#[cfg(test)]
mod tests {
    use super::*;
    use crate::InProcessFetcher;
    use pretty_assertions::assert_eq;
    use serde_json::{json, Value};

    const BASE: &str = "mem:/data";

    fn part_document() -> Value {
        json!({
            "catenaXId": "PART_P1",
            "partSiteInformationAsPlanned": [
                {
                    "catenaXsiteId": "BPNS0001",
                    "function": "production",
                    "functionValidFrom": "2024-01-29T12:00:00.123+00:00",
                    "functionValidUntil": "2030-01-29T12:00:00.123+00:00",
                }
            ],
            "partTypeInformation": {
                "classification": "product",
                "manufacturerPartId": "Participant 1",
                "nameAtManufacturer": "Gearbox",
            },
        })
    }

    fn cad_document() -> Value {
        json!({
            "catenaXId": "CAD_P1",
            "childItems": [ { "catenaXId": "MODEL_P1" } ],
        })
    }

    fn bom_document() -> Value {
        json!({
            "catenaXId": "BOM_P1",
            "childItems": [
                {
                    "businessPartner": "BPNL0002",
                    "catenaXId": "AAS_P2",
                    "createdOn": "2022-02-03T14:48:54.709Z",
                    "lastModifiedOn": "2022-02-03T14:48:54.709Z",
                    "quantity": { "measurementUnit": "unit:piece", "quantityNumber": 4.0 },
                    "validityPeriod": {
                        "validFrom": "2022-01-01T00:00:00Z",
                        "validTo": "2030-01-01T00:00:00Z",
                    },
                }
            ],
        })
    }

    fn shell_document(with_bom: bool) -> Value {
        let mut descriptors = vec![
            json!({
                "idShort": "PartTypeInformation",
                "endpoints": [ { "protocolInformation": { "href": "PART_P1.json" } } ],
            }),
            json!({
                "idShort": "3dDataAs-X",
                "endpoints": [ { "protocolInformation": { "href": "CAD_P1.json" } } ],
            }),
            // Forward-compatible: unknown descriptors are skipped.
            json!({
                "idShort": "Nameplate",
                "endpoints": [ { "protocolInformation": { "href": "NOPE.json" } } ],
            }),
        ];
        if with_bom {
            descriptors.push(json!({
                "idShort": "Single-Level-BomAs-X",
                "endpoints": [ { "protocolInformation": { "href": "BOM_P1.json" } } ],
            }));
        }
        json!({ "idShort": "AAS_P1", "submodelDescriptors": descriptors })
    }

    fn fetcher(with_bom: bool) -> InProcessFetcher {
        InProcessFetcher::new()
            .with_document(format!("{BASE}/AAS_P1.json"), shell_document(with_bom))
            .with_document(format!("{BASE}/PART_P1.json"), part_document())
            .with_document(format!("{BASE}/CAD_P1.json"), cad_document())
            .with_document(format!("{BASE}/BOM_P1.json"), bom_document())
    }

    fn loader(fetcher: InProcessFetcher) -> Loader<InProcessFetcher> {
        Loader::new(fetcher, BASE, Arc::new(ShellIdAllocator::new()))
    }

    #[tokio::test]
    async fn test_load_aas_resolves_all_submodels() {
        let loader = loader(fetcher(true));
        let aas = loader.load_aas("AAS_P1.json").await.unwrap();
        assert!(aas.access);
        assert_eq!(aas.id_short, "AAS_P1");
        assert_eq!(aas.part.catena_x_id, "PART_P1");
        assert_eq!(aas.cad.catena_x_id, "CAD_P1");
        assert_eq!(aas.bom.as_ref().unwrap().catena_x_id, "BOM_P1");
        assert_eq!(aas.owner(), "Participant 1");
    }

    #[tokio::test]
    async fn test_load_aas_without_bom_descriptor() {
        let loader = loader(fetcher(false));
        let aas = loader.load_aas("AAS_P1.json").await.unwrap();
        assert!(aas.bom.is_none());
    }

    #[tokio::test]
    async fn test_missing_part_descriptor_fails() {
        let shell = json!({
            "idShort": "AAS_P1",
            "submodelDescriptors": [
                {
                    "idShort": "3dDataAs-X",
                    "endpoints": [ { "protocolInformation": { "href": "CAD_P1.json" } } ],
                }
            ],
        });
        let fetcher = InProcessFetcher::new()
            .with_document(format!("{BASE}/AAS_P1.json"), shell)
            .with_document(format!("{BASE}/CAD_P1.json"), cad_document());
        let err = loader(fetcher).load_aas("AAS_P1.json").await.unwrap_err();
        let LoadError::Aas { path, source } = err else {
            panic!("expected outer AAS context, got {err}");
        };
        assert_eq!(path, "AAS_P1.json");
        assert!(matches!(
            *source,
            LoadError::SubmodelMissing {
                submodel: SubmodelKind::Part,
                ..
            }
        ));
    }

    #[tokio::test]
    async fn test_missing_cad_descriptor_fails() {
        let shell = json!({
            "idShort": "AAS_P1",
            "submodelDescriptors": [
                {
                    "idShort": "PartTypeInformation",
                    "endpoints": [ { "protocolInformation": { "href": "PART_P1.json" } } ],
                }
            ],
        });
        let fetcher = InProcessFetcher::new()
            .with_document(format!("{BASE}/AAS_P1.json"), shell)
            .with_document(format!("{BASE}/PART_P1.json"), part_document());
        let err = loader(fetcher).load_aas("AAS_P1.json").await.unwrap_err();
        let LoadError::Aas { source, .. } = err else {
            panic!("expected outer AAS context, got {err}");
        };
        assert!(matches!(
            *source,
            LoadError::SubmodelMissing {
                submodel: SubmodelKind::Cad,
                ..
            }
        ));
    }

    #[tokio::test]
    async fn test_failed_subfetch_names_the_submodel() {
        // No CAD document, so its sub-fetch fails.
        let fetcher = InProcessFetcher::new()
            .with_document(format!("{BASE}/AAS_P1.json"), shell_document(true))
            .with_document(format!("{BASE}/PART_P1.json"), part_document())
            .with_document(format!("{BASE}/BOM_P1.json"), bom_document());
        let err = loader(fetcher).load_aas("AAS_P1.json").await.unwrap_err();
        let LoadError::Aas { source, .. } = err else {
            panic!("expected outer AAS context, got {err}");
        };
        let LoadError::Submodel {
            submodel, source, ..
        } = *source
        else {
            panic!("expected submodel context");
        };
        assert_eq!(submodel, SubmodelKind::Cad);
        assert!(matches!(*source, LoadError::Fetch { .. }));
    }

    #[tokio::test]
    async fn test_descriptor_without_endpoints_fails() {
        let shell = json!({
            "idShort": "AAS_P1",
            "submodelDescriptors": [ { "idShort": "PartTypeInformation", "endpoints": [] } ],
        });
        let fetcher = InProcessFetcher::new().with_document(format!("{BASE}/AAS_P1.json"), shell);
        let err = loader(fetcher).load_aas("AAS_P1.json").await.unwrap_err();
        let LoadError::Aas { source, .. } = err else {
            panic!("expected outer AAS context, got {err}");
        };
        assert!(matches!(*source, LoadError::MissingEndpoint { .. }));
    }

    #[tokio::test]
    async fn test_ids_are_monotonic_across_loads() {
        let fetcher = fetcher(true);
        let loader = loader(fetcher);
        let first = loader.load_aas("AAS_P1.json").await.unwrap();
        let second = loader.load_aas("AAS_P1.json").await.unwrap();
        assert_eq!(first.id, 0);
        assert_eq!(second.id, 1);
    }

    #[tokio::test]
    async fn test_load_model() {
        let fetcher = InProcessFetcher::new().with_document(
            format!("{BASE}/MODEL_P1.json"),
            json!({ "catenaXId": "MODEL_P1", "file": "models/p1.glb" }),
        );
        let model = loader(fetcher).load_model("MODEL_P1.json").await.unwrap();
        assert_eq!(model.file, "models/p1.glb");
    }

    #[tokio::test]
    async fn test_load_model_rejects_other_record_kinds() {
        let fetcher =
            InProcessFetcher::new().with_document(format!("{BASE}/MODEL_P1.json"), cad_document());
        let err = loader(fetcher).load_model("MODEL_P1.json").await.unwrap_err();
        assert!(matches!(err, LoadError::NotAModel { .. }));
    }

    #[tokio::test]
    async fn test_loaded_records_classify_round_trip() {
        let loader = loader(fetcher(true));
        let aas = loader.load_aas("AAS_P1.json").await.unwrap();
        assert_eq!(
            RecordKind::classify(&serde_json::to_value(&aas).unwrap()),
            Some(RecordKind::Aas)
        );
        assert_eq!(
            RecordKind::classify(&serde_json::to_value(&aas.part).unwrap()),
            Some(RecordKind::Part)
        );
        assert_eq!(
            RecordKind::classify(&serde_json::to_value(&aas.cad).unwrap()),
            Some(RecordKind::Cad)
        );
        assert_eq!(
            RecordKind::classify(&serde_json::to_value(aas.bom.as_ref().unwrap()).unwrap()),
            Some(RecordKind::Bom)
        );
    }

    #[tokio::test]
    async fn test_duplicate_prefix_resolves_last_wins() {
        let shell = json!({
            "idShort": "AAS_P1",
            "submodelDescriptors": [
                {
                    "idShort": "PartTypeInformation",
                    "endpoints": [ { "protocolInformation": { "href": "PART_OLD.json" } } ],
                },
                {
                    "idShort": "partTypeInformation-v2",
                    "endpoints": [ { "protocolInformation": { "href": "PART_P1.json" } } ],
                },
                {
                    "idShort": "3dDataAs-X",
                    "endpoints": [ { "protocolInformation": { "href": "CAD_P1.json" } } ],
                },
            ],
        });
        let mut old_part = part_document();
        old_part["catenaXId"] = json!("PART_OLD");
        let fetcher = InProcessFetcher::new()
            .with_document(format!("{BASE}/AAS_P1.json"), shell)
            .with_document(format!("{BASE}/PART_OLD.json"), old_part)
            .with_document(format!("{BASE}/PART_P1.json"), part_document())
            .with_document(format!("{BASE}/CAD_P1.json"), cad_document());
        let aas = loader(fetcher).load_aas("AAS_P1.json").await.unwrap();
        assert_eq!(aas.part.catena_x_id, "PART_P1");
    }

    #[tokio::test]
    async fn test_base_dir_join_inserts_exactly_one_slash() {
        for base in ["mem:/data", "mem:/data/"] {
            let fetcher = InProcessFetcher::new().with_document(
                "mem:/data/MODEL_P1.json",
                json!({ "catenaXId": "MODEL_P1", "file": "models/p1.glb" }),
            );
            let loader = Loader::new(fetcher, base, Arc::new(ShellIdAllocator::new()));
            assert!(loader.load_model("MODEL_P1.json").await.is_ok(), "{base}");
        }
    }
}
***
▶ [Task details]:
Reproduce verbatim the stretch of lines beginning with the one containing "Some(RecordKind::Bom)" and ending at the close of the entries above.

▶ [Written solution]:
            Some(RecordKind::Bom)
        );
    }

    #[tokio::test]
    async fn test_duplicate_prefix_resolves_last_wins() {
        let shell = json!({
            "idShort": "AAS_P1",
            "submodelDescriptors": [
                {
                    "idShort": "PartTypeInformation",
                    "endpoints": [ { "protocolInformation": { "href": "PART_OLD.json" } } ],
                },
                {
                    "idShort": "partTypeInformation-v2",
                    "endpoints": [ { "protocolInformation": { "href": "PART_P1.json" } } ],
                },
                {
                    "idShort": "3dDataAs-X",
                    "endpoints": [ { "protocolInformation": { "href": "CAD_P1.json" } } ],
                },
            ],
        });
        let mut old_part = part_document();
        old_part["catenaXId"] = json!("PART_OLD");
        let fetcher = InProcessFetcher::new()
            .with_document(format!("{BASE}/AAS_P1.json"), shell)
            .with_document(format!("{BASE}/PART_OLD.json"), old_part)
            .with_document(format!("{BASE}/PART_P1.json"), part_document())
            .with_document(format!("{BASE}/CAD_P1.json"), cad_document());
        let aas = loader(fetcher).load_aas("AAS_P1.json").await.unwrap();
        assert_eq!(aas.part.catena_x_id, "PART_P1");
    }

    #[tokio::test]
    async fn test_base_dir_join_inserts_exactly_one_slash() {
        for base in ["mem:/data", "mem:/data/"] {
            let fetcher = InProcessFetcher::new().with_document(
                "mem:/data/MODEL_P1.json",
                json!({ "catenaXId": "MODEL_P1", "file": "models/p1.glb" }),
            );
            let loader = Loader::new(fetcher, base, Arc::new(ShellIdAllocator::new()));
            assert!(loader.load_model("MODEL_P1.json").await.is_ok(), "{base}");
        }
    }
}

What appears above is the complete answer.